■ **Dataset records**:
==============================
use log::debug;
use sea_query::{Alias, Expr, Query, SimpleExpr, Value as SeaValue};

use aideon_taxis_core::{DeleteStatement, ErrorCode, StorageRule, TaxisResult};

use super::{StoreContext, expect_rows};

/// Detaches the instance from join tables and from containers that hold it
/// through a foreign key, then deletes the chain rows leaf table first.
pub struct DeleteExecutor<'a> {
    ctx: &'a StoreContext<'a>,
}

impl<'a> DeleteExecutor<'a> {
    pub fn new(ctx: &'a StoreContext<'a>) -> Self {
        Self { ctx }
    }

    pub fn execute(&self, deletes: &[DeleteStatement]) -> TaxisResult<()> {
        for delete in deletes {
            self.detach(delete)?;
            self.delete(delete)?;
        }
        Ok(())
    }

    fn detach(&self, delete: &DeleteStatement) -> TaxisResult<()> {
        let resolver = self.ctx.resolver;
        let id = self.ctx.id(delete.id);
        let mut cleared = 0;
        for (key, def) in resolver.all_references(&delete.entity_type)? {
            if def.storage != StorageRule::JoinTable {
                continue;
            }
            let join = resolver.join_table(&key)?;
            let stmt = Query::delete()
                .from_table(Alias::new(&join.table))
                .and_where(Expr::col(Alias::new(&join.owner_column)).eq(id.clone()))
                .to_owned();
            cleared += self.ctx.exec(&stmt)?;
        }
        for key in resolver.join_table_references_into(&delete.entity_type)? {
            let join = resolver.join_table(&key)?;
            let stmt = Query::delete()
                .from_table(Alias::new(&join.table))
                .and_where(Expr::col(Alias::new(&join.target_column)).eq(id.clone()))
                .to_owned();
            cleared += self.ctx.exec(&stmt)?;
        }
        let chain: Vec<String> = resolver
            .type_chain(&delete.entity_type)?
            .into_iter()
            .map(|def| def.name.clone())
            .collect();
        for owner in resolver.entity_types() {
            for reference in &owner.references {
                let contains_this = reference.containment
                    && reference.storage == StorageRule::ForeignKey
                    && chain.contains(&reference.target);
                let Some(column) = reference.column.as_deref().filter(|_| contains_this) else {
                    continue;
                };
                let mut stmt = Query::update();
                stmt.table(Alias::new(&owner.table))
                    .values([(Alias::new(column), SimpleExpr::from(SeaValue::String(None)))])
                    .and_where(Expr::col(Alias::new(column)).eq(id.clone()));
                cleared += self.ctx.exec(&stmt)?;
            }
        }
        if cleared > 0 {
            debug!("taxis: detached {} from {cleared} rows", delete.id);
        }
        Ok(())
    }

    fn delete(&self, delete: &DeleteStatement) -> TaxisResult<()> {
        for def in self.ctx.resolver.type_chain(&delete.entity_type)? {
            let stmt = Query::delete()
                .from_table(Alias::new(&def.table))
                .and_where(
                    Expr::col(Alias::new(&self.ctx.columns.identifier)).eq(self.ctx.id(delete.id)),
                )
                .to_owned();
            let affected = self.ctx.exec(&stmt)?;
            expect_rows(ErrorCode::DeleteRowCountMismatch, affected, 1, || {
                format!("delete {} {} from {}", delete.entity_type, delete.id, def.table)
            })?;
        }
        debug!("taxis: deleted {} {}", delete.entity_type, delete.id);
        Ok(())
    }
}
mod common;

use aideon_taxis_core::{Audit, ErrorCode, Id, Payload, ReferenceKey, TaxisResult};
use common::{RecordingExecutor, Store, payload};
use serde_json::json;

fn id_of(created: &Payload) -> Id {
    let raw = created["__identifier"].as_str().expect("identifier");
    Id::parse(raw).expect("uuid")
}

struct Catalogue {
    customer: Id,
    product: Id,
    tags: Vec<Id>,
}

fn seed(store: &Store, executor: &RecordingExecutor<'_>) -> TaxisResult<Catalogue> {
    let dao = store.dao(executor);
    let customer = dao.create("Customer", &payload(json!({"name": "Ada", "credit_limit": 250.0})))?;
    let product = dao.create("Product", &payload(json!({"name": "Widget", "sku": "W-1"})))?;
    let mut tags = Vec::new();
    for label in ["rush", "gift", "fragile", "bulk"] {
        tags.push(id_of(&dao.create("Tag", &payload(json!({"label": label})))?));
    }
    executor.take();
    Ok(Catalogue {
        customer: id_of(&customer),
        product: id_of(&product),
        tags,
    })
}

fn order_payload(catalogue: &Catalogue) -> Payload {
    payload(json!({
        "order_number": "A-1",
        "customer": {"__identifier": catalogue.customer.to_string()},
        "items": [
            {"quantity": 2, "price": 4.5, "product": {"__identifier": catalogue.product.to_string()}},
            {"quantity": 1, "product": {"__identifier": catalogue.product.to_string()}}
        ],
        "tags": [{"__identifier": catalogue.tags[0].to_string()}],
        "shipment": {"carrier": "DHL"}
    }))
}

fn position(log: &[String], prefix: &str) -> usize {
    log.iter()
        .position(|sql| sql.starts_with(prefix))
        .unwrap_or_else(|| panic!("no statement starting with {prefix}"))
}

#[test]
fn subtype_rows_are_written_root_table_first() -> TaxisResult<()> {
    let store = Store::new();
    let executor = RecordingExecutor::new(&store.conn);
    let created = store
        .dao(&executor)
        .with_audit(Audit::now(Some("u-7".into()), Some("Grace".into())))
        .create("Customer", &payload(json!({"name": "Ada", "credit_limit": 10.0})))?;
    let id = id_of(&created);

    let log = executor.take();
    assert!(position(&log, r#"INSERT INTO "party""#) < position(&log, r#"INSERT INTO "customer""#));
    assert_eq!(
        store.text(&format!(
            "SELECT __entity_type FROM customer WHERE __identifier = '{id}'"
        )),
        Some("Customer".into())
    );
    assert_eq!(
        store.text(&format!("SELECT name FROM party WHERE __identifier = '{id}'")),
        Some("Ada".into())
    );
    assert_eq!(
        store.text(&format!(
            "SELECT __created_by_id FROM party WHERE __identifier = '{id}'"
        )),
        Some("u-7".into())
    );
    assert_eq!(created["__version"], json!(1));
    Ok(())
}

#[test]
fn create_writes_the_tree_in_dependency_order() -> TaxisResult<()> {
    let store = Store::new();
    let executor = RecordingExecutor::new(&store.conn);
    let catalogue = seed(&store, &executor)?;

    let created = store.dao(&executor).create("Order", &order_payload(&catalogue))?;
    let order = id_of(&created);

    let log = executor.take();
    let shipment = position(&log, r#"INSERT INTO "shipment""#);
    let root = position(&log, r#"INSERT INTO "sales_order""#);
    let item = position(&log, r#"INSERT INTO "order_item""#);
    let tag = position(&log, r#"INSERT INTO "order_tag""#);
    assert!(shipment < root && root < item && item < tag);

    assert_eq!(
        store.text(&format!(
            "SELECT customer_id FROM sales_order WHERE __identifier = '{order}'"
        )),
        Some(catalogue.customer.to_string())
    );
    assert_eq!(
        store.count(&format!(
            "SELECT COUNT(*) FROM order_item WHERE order_id = '{order}' AND product_id = '{}'",
            catalogue.product
        )),
        2
    );
    assert_eq!(store.count("SELECT COUNT(*) FROM order_tag"), 1);
    assert_eq!(
        store.count("SELECT COUNT(*) FROM sales_order WHERE shipment_id IS NOT NULL"),
        1
    );
    Ok(())
}

#[test]
fn unknown_reference_targets_are_reported_before_writing() {
    let store = Store::new();
    let executor = RecordingExecutor::new(&store.conn);
    let catalogue = Catalogue {
        customer: Id::new(),
        product: Id::new(),
        tags: vec![Id::new()],
    };

    let err = store
        .dao(&executor)
        .create("Order", &order_payload(&catalogue))
        .expect_err("missing targets");
    assert_eq!(err.code(), Some(ErrorCode::EntityNotFound));
    assert_eq!(err.feedback().len(), 3);
    assert!(executor.take().iter().all(|sql| sql.starts_with("SELECT")));
}

#[test]
fn update_touches_changed_rows_and_bumps_versions() -> TaxisResult<()> {
    let store = Store::new();
    let executor = RecordingExecutor::new(&store.conn);
    let catalogue = seed(&store, &executor)?;
    let dao = store.dao(&executor);
    let original = dao.create("Order", &order_payload(&catalogue))?;
    let order = id_of(&original);

    let mut updated = original.clone();
    updated.insert("note".into(), json!("leave at door"));
    updated["items"][0]["quantity"] = json!(5);
    let report = dao.update("Order", &original, &updated)?;
    assert_eq!(report.updated, 2);
    assert_eq!(report.inserted, 0);

    assert_eq!(
        store.count(&format!(
            "SELECT __version FROM sales_order WHERE __identifier = '{order}'"
        )),
        2
    );
    assert_eq!(
        store.text(&format!("SELECT note FROM sales_order WHERE __identifier = '{order}'")),
        Some("leave at door".into())
    );
    assert_eq!(store.count("SELECT SUM(quantity) FROM order_item"), 6);

    let mut stale = original.clone();
    stale.insert("note".into(), json!("ring twice"));
    let err = dao
        .update("Order", &original, &stale)
        .expect_err("stale original");
    assert_eq!(err.code(), Some(ErrorCode::OutdatedInstance));
    Ok(())
}

#[test]
fn update_replaces_contained_children() -> TaxisResult<()> {
    let store = Store::new();
    let executor = RecordingExecutor::new(&store.conn);
    let catalogue = seed(&store, &executor)?;
    let dao = store.dao(&executor);
    let original = dao.create("Order", &order_payload(&catalogue))?;

    let mut updated = original.clone();
    updated.insert(
        "items".into(),
        json!([
            original["items"][1].clone(),
            {"quantity": 9, "product": {"__identifier": catalogue.product.to_string()}}
        ]),
    );
    updated.insert("shipment".into(), json!(null));
    let report = dao.update("Order", &original, &updated)?;
    assert_eq!(report.inserted, 1);
    assert_eq!(report.deleted, 2);

    assert_eq!(store.count("SELECT COUNT(*) FROM order_item"), 2);
    assert_eq!(store.count("SELECT SUM(quantity) FROM order_item"), 10);
    assert_eq!(store.count("SELECT COUNT(*) FROM shipment"), 0);
    assert_eq!(
        store.count("SELECT COUNT(*) FROM sales_order WHERE shipment_id IS NULL"),
        1
    );
    Ok(())
}

#[test]
fn delete_removes_the_containment_subtree_and_its_links() -> TaxisResult<()> {
    let store = Store::new();
    let executor = RecordingExecutor::new(&store.conn);
    let catalogue = seed(&store, &executor)?;
    let dao = store.dao(&executor);
    let order = id_of(&dao.create("Order", &order_payload(&catalogue))?);

    let report = dao.delete("Order", order)?;
    assert_eq!(report.deleted, 4);
    for table in ["sales_order", "order_item", "shipment", "order_tag"] {
        assert_eq!(store.count(&format!("SELECT COUNT(*) FROM {table}")), 0, "{table}");
    }
    assert_eq!(store.count("SELECT COUNT(*) FROM product"), 1);
    assert_eq!(store.count("SELECT COUNT(*) FROM tag"), 4);
    assert_eq!(store.count("SELECT COUNT(*) FROM customer"), 1);

    let err = dao.delete("Order", order).expect_err("already gone");
    assert_eq!(err.code(), Some(ErrorCode::EntityNotFound));
    Ok(())
}

#[test]
fn references_are_added_removed_and_repointed() -> TaxisResult<()> {
    let store = Store::new();
    let executor = RecordingExecutor::new(&store.conn);
    let catalogue = seed(&store, &executor)?;
    let dao = store.dao(&executor);
    let order = id_of(&dao.create("Order", &order_payload(&catalogue))?);

    let report = dao.add_references("Order", order, "tags", &catalogue.tags[1..3])?;
    assert_eq!(report.references_added, 2);
    assert_eq!(store.count("SELECT COUNT(*) FROM order_tag"), 3);

    let report = dao.remove_references("Order", order, "tags", &catalogue.tags[..1])?;
    assert_eq!(report.references_removed, 1);
    assert_eq!(store.count("SELECT COUNT(*) FROM order_tag"), 2);

    let other = id_of(&dao.create("Customer", &payload(json!({"name": "Lin"})))?);
    dao.set_reference("Order", order, "customer", Some(other))?;
    assert_eq!(
        store.text(&format!(
            "SELECT customer_id FROM sales_order WHERE __identifier = '{order}'"
        )),
        Some(other.to_string())
    );

    let graph = dao.load_graph("Order", order)?;
    assert_eq!(graph.referenced_ids(&ReferenceKey::new("Order", "customer")), vec![other]);
    assert_eq!(graph.referenced_ids(&ReferenceKey::new("Order", "tags")).len(), 2);
    assert_eq!(graph.contained_ids(&ReferenceKey::new("Order", "items")).len(), 2);
    assert_eq!(graph.contained_ids(&ReferenceKey::new("Order", "shipment")).len(), 1);

    let customer = dao.load_graph("Party", other)?;
    assert_eq!(customer.entity_type, "Customer");
    assert_eq!(
        customer.referenced_ids(&ReferenceKey::new("Customer", "orders")),
        vec![order]
    );
    Ok(())
}

#[test]
fn notes_are_linked_through_the_inherited_join_table() -> TaxisResult<()> {
    let store = Store::new();
    let executor = RecordingExecutor::new(&store.conn);
    let dao = store.dao(&executor);
    let supplier = dao.create(
        "Supplier",
        &payload(json!({
            "name": "Acme",
            "rating": 4,
            "notes": [{"text": "net 30"}, {"text": "ships fridays"}]
        })),
    )?;
    let supplier = id_of(&supplier);
    assert_eq!(
        store.count(&format!(
            "SELECT COUNT(*) FROM party_note WHERE party_id = '{supplier}'"
        )),
        2
    );

    dao.delete("Supplier", supplier)?;
    assert_eq!(store.count("SELECT COUNT(*) FROM note"), 0);
    assert_eq!(store.count("SELECT COUNT(*) FROM party"), 0);
    Ok(())
}
use log::debug;
use sea_query::{
    Alias, Expr, Func, JoinType, Order, Query, SelectStatement, SimpleExpr, WindowStatement,
};

use aideon_taxis_core::{
    EntityTypeDef, ReferenceKey, StorageRule, TaxisError, TaxisResult,
};

use super::context::{MemberColumn, QueryBuildContext};
use super::custom::resolve_condition;
use super::{
    Condition, Join, JoinKind, JoinRole, JoinSource, MemberOrder, RdbmsJoin, condition_expr,
};

const PARTNER_COLUMN: &str = "__partner";
const TARGET_COLUMN: &str = "__target";
const ROW_NUMBER_COLUMN: &str = "__row_number";

fn col(alias: &str, column: &str) -> Expr {
    Expr::col((Alias::new(alias), Alias::new(column)))
}

fn same(alias: &str, column: &str, other_alias: &str, other_column: &str) -> SimpleExpr {
    col(alias, column).equals((Alias::new(other_alias), Alias::new(other_column)))
}

/// Columns of a type chain inside a subquery, with the chain tables it needs.
struct InnerScope<'s> {
    base: String,
    entity_type: String,
    joined: Vec<(&'s EntityTypeDef, String)>,
}

/// Turns logical joins into relational joins. Output order: joins queued by
/// ancestor allocation first, then the join's own joins.
pub struct JoinResolver<'c, 'a> {
    ctx: &'c QueryBuildContext<'a>,
}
==============================
■ **About this task**: What number of lines above include the string "common"? State it and nothing else.

■ **The completed task**: 2